Así se titula el brillante ensayo del filósofo e historiador francés Michel Foucault, publicado en 1975, donde analiza la evolución de las actitudes culturales en torno al crimen y su castigo social, desde una época premoderna (es decir, previa al enunciado de los derechos humanos surgido con la Ilustración), en que el castigo era público, físico y cruel, una auténtica venganza, hasta la era moderna, donde la principal pena consiste ya no en el martirio corporal, sino en el sometimiento del alma con la privación de la libertad y, en el mejor de los casos, un proceso de rehabilitación moral para una potencial reinserción social. Esta transformación cultural acarrea, como siempre, un desafío arquitectónico: crear y emplazar un nuevo tipo de edificio, con los espacios necesarios para un encierro disciplinario. Hacia fines del siglo XVIII, coincidiendo con las primeras democracias modernas, aparece el concepto de la cárcel panóptica, un edificio de planta circular-radial desde cuyo centro es posible vigilar todas las celdas o galerías al mismo tiempo.

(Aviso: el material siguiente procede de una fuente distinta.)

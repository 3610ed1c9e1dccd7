//! Ordered transcript of a session

use crate::message::{Message, MessageId};
use serde::{Deserialize, Serialize};

/// Append-only message sequence; the only in-place change allowed is a patch
/// of an existing message, addressed by id.
#[derive(Debug, Clone, Default, PartialEq, Eq, Serialize, Deserialize)]
#[serde(transparent)]
pub struct Ledger(Vec<Message>);

impl Ledger {
    pub fn new() -> Self {
        Self::default()
    }

    pub fn push(&mut self, message: Message) {
        self.0.push(message);
    }

    pub fn get(&self, id: &MessageId) -> Option<&Message> {
        self.0.iter().find(|m| &m.id == id)
    }

    /// Apply `update` to the message with `id`. Returns `false` if absent.
    pub(crate) fn patch(&mut self, id: &MessageId, update: impl FnOnce(&mut Message)) -> bool {
        match self.0.iter_mut().find(|m| &m.id == id) {
            Some(message) => {
                update(message);
                true
            }
            None => false,
        }
    }

    pub fn len(&self) -> usize {
        self.0.len()
    }

    pub fn is_empty(&self) -> bool {
        self.0.is_empty()
    }

    pub fn last(&self) -> Option<&Message> {
        self.0.last()
    }

    pub fn iter(&self) -> std::slice::Iter<'_, Message> {
        self.0.iter()
    }

    pub fn as_slice(&self) -> &[Message] {
        &self.0
    }

    pub fn to_vec(&self) -> Vec<Message> {
        self.0.clone()
    }
}

impl From<Vec<Message>> for Ledger {
    fn from(messages: Vec<Message>) -> Self {
        Self(messages)
    }
}

impl<'a> IntoIterator for &'a Ledger {
    type Item = &'a Message;
    type IntoIter = std::slice::Iter<'a, Message>;

    fn into_iter(self) -> Self::IntoIter {
        self.0.iter()
    }
}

Infinitas variaciones de este modelo se construyeron en todo el mundo, Chile incluido: entre otras antiguas prisiones, nuestra Penitenciaría (1843) y nuestra desaparecida Cárcel Pública (1892), en pleno casco histórico de Santiago, vergonzosamente demolida sin consulta hace algunos años, mientras que en ciudades mejores esos inmuebles han sido conservados y rehabilitados en aras de la historia y la identidad urbana.
Se debate en estos días la urgencia de construir nuevos presidios en Chile, pues los existentes no solo no dan abasto, estando tan sobrepasados en su capacidad que a muchos se los considera en una situación de hacinamiento peligroso, sino que nuevas conductas delictuales y leyes más estrictas advierten una próxima crisis penitenciaria. Con las cárceles, ya sean urbanas o agrestes, ocurre el fenómeno ‘NIMBY’, que en inglés significa ‘no en mi patio’; es decir, que todo el mundo las considera necesarias, pero nadie las quiere cerca. Traen asociados efectos externos negativos, por su severa hermeticidad y condiciones de extrema seguridad, y por un tipo de comercio, servicios y actividades que se emplazan en su entorno, con un público relacionado con las necesidades de los reos. Pero tampoco es razonable proponer prisiones en lugares remotos, pues deben garantizarse perfectas condiciones de operación, conexión a redes de sistemas básicos y accesibilidad permanente de funcionarios y servicios de emergencia.
Así, pues, para intentar emplazar nuevas cárceles en la ciudad, o en las afueras de zonas pobladas, parece imperativo comenzar por negociar mitigaciones y compensaciones con las comunidades involucradas. Estas mitigaciones pueden incluir, además de equipamiento comunitario y espacio público siempre escaso, un diseño sensible y consensuado que haga que los edificios y sus cerramientos constituyan un aporte al paisaje, en vez de un disgusto. Porque ese es, entre otras cosas, el rol de la arquitectura.